I lived in North America, specifically in Canada while legalization of abortion was systematically introduced, applied, and finally, as mentioned above, given unrestrained status.
The impact of this evil is irreparable. I am deeply saddened that there is nearly a blow by blow repeat of what happened there taking place now in Ireland, it is a frighteningly excelerated replay. It appears that what took years of brain washing in America is being accomplished within months in Ireland.
I am at a loss to say how it can be stopped. We were not able to stop it then with all the efforts of the brightest minds and writers. Once abortuaries open, or worse, doctors are forced to give abortion on demand, there are so many repercussions, we didn't even think about those during the fight we waged and lost.

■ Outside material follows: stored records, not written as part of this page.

//! Keywords carried by every style value record.

/// Keyword attached to a style value.
///
/// `Undefined` is the only keyword under which the record's payload is meaningful.
#[derive(Clone, Copy, Debug, Default, PartialEq, Eq, Hash)]
pub enum StyleKeyword {
    /// A concrete value is present.
    #[default]
    Undefined,
    /// No value; the cascade falls through to rules or the initial style.
    Null,
    Auto,
    None,
    /// Reset to the property's initial value, ignoring the parent.
    Initial,
    /// Inherit for inherited properties, otherwise behave like `Initial`.
    Unset,
}

impl StyleKeyword {
    /// Global keywords are resolved away during the cascade.
    pub const fn is_global(self) -> bool {
        matches!(self, Self::Initial | Self::Unset)
    }

    /// Parse a keyword identifier. Only the keywords that can be authored are accepted.
    pub fn from_name(name: &str) -> Option<Self> {
        let trimmed = name.trim();
        if trimmed.eq_ignore_ascii_case("auto") {
            return Some(Self::Auto);
        }
        if trimmed.eq_ignore_ascii_case("none") {
            return Some(Self::None);
        }
        if trimmed.eq_ignore_ascii_case("initial") {
            return Some(Self::Initial);
        }
        if trimmed.eq_ignore_ascii_case("unset") {
            return Some(Self::Unset);
        }
        None
    }

    pub const fn name(self) -> &'static str {
        match self {
            Self::Undefined => "undefined",
            Self::Null => "null",
            Self::Auto => "auto",
            Self::None => "none",
            Self::Initial => "initial",
            Self::Unset => "unset",
        }
    }
}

After abortion is made legal there are large losses and difficulties that you may want to propose for consideration to anyone who is in a good position to stop the legalization of abortion, such as:
- How will people wrestle in their minds about paying taxes to government institutions that fund equipment and doctors, for basically killing your future Irish people?
- How will parents deal with their daughters having abortions without even knowing about it? Worse yet, knowing your daughter murdered your grand child. You may well be torn between compassion for your murderous child and not having a grandchild to hold in your empty aging arms. Or even worse, will you ever behold your grandchild's face in eternal bliss, a baby having missed the sacrament of baptism?

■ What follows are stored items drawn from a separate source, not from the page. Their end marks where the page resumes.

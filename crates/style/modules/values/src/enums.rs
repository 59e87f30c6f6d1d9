//! Keyword-valued properties stored as integers in style value records.

/// A keyword enumeration that round-trips through the integer payload of a record.
pub trait EnumValue: Copy + Eq + Sized + 'static {
    const VARIANTS: &'static [Self];

    fn to_int(self) -> i32;

    fn name(self) -> &'static str;

    fn from_int(value: i32) -> Option<Self> {
        Self::VARIANTS
            .iter()
            .copied()
            .find(|variant| variant.to_int() == value)
    }

    fn from_name(text: &str) -> Option<Self> {
        let trimmed = text.trim();
        Self::VARIANTS
            .iter()
            .copied()
            .find(|variant| variant.name().eq_ignore_ascii_case(trimmed))
    }
}

macro_rules! style_enum {
    (
        $(#[$meta:meta])*
        $name:ident {
            $($variant:ident = $text:literal),+ $(,)?
        }
    ) => {
        $(#[$meta])*
        #[derive(Clone, Copy, Debug, PartialEq, Eq, Hash)]
        pub enum $name {
            $($variant),+
        }

        impl EnumValue for $name {
            const VARIANTS: &'static [Self] = &[$(Self::$variant),+];

            fn to_int(self) -> i32 {
                self as i32
            }

            fn name(self) -> &'static str {
                match self {
                    $(Self::$variant => $text),+
                }
            }
        }

        /// The first listed variant is the initial value.
        impl Default for $name {
            fn default() -> Self {
                <Self as EnumValue>::VARIANTS[0]
            }
        }
    };
}

style_enum! {
    /// `align-items`, `align-self`, `align-content`.
    Align {
        Auto = "auto",
        FlexStart = "flex-start",
        Center = "center",
        FlexEnd = "flex-end",
        Stretch = "stretch",
    }
}

style_enum! {
    /// `justify-content`.
    Justify {
        FlexStart = "flex-start",
        Center = "center",
        FlexEnd = "flex-end",
        SpaceBetween = "space-between",
        SpaceAround = "space-around",
        SpaceEvenly = "space-evenly",
    }
}

style_enum! {
    FlexDirection {
        Column = "column",
        ColumnReverse = "column-reverse",
        Row = "row",
        RowReverse = "row-reverse",
    }
}

style_enum! {
    /// `flex-wrap`.
    Wrap {
        NoWrap = "nowrap",
        Wrap = "wrap",
        WrapReverse = "wrap-reverse",
    }
}

style_enum! {
    Display {
        Flex = "flex",
        None = "none",
    }
}

style_enum! {
    /// `position`.
    Position {
        Relative = "relative",
        Absolute = "absolute",
    }
}

style_enum! {
    Overflow {
        Visible = "visible",
        Hidden = "hidden",
    }
}

style_enum! {
    Visibility {
        Visible = "visible",
        Hidden = "hidden",
    }
}

style_enum! {
    WhiteSpace {
        Normal = "normal",
        NoWrap = "nowrap",
    }
}

style_enum! {
    TextAlign {
        Left = "left",
        Center = "center",
        Right = "right",
    }
}

style_enum! {
    FontStyle {
        Normal = "normal",
        Italic = "italic",
        Bold = "bold",
        BoldAndItalic = "bold-and-italic",
    }
}

style_enum! {
    /// Named easing curves accepted by `transition-timing-function`.
    EasingMode {
        Ease = "ease",
        EaseIn = "ease-in",
        EaseOut = "ease-out",
        EaseInOut = "ease-in-out",
        Linear = "linear",
        EaseInSine = "ease-in-sine",
        EaseOutSine = "ease-out-sine",
        EaseInOutSine = "ease-in-out-sine",
        EaseInCubic = "ease-in-cubic",
        EaseOutCubic = "ease-out-cubic",
        EaseInOutCubic = "ease-in-out-cubic",
        EaseInCirc = "ease-in-circ",
        EaseOutCirc = "ease-out-circ",
        EaseInOutCirc = "ease-in-out-circ",
        EaseInElastic = "ease-in-elastic",
        EaseOutElastic = "ease-out-elastic",
        EaseInOutElastic = "ease-in-out-elastic",
        EaseInBack = "ease-in-back",
        EaseOutBack = "ease-out-back",
        EaseInOutBack = "ease-in-out-back",
        EaseInBounce = "ease-in-bounce",
        EaseOutBounce = "ease-out-bounce",
        EaseInOutBounce = "ease-in-out-bounce",
    }
}

/// A transition timing function.
#[derive(Clone, Copy, Debug, PartialEq)]
pub enum EasingFunction {
    Mode(EasingMode),
    /// `cubic-bezier(x1, y1, x2, y2)`.
    CubicBezier {
        x1: f32,
        y1: f32,
        x2: f32,
        y2: f32,
    },
}

impl Default for EasingFunction {
    fn default() -> Self {
        Self::Mode(EasingMode::Ease)
    }
}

- Think how the knowledge of abortion effects little childen. Even now with all this in the newspapers, how do you explain to them that mothers are going to be allowed to kill their own babies if they choose to? On the one hand it makes the ones who have survived feel special for just being born into the world naturally. They will feel special because they were selected to live. I 'm not sure this is a good sort of specialness.
- How can children trust mothers who are allowed by law to kill their own children?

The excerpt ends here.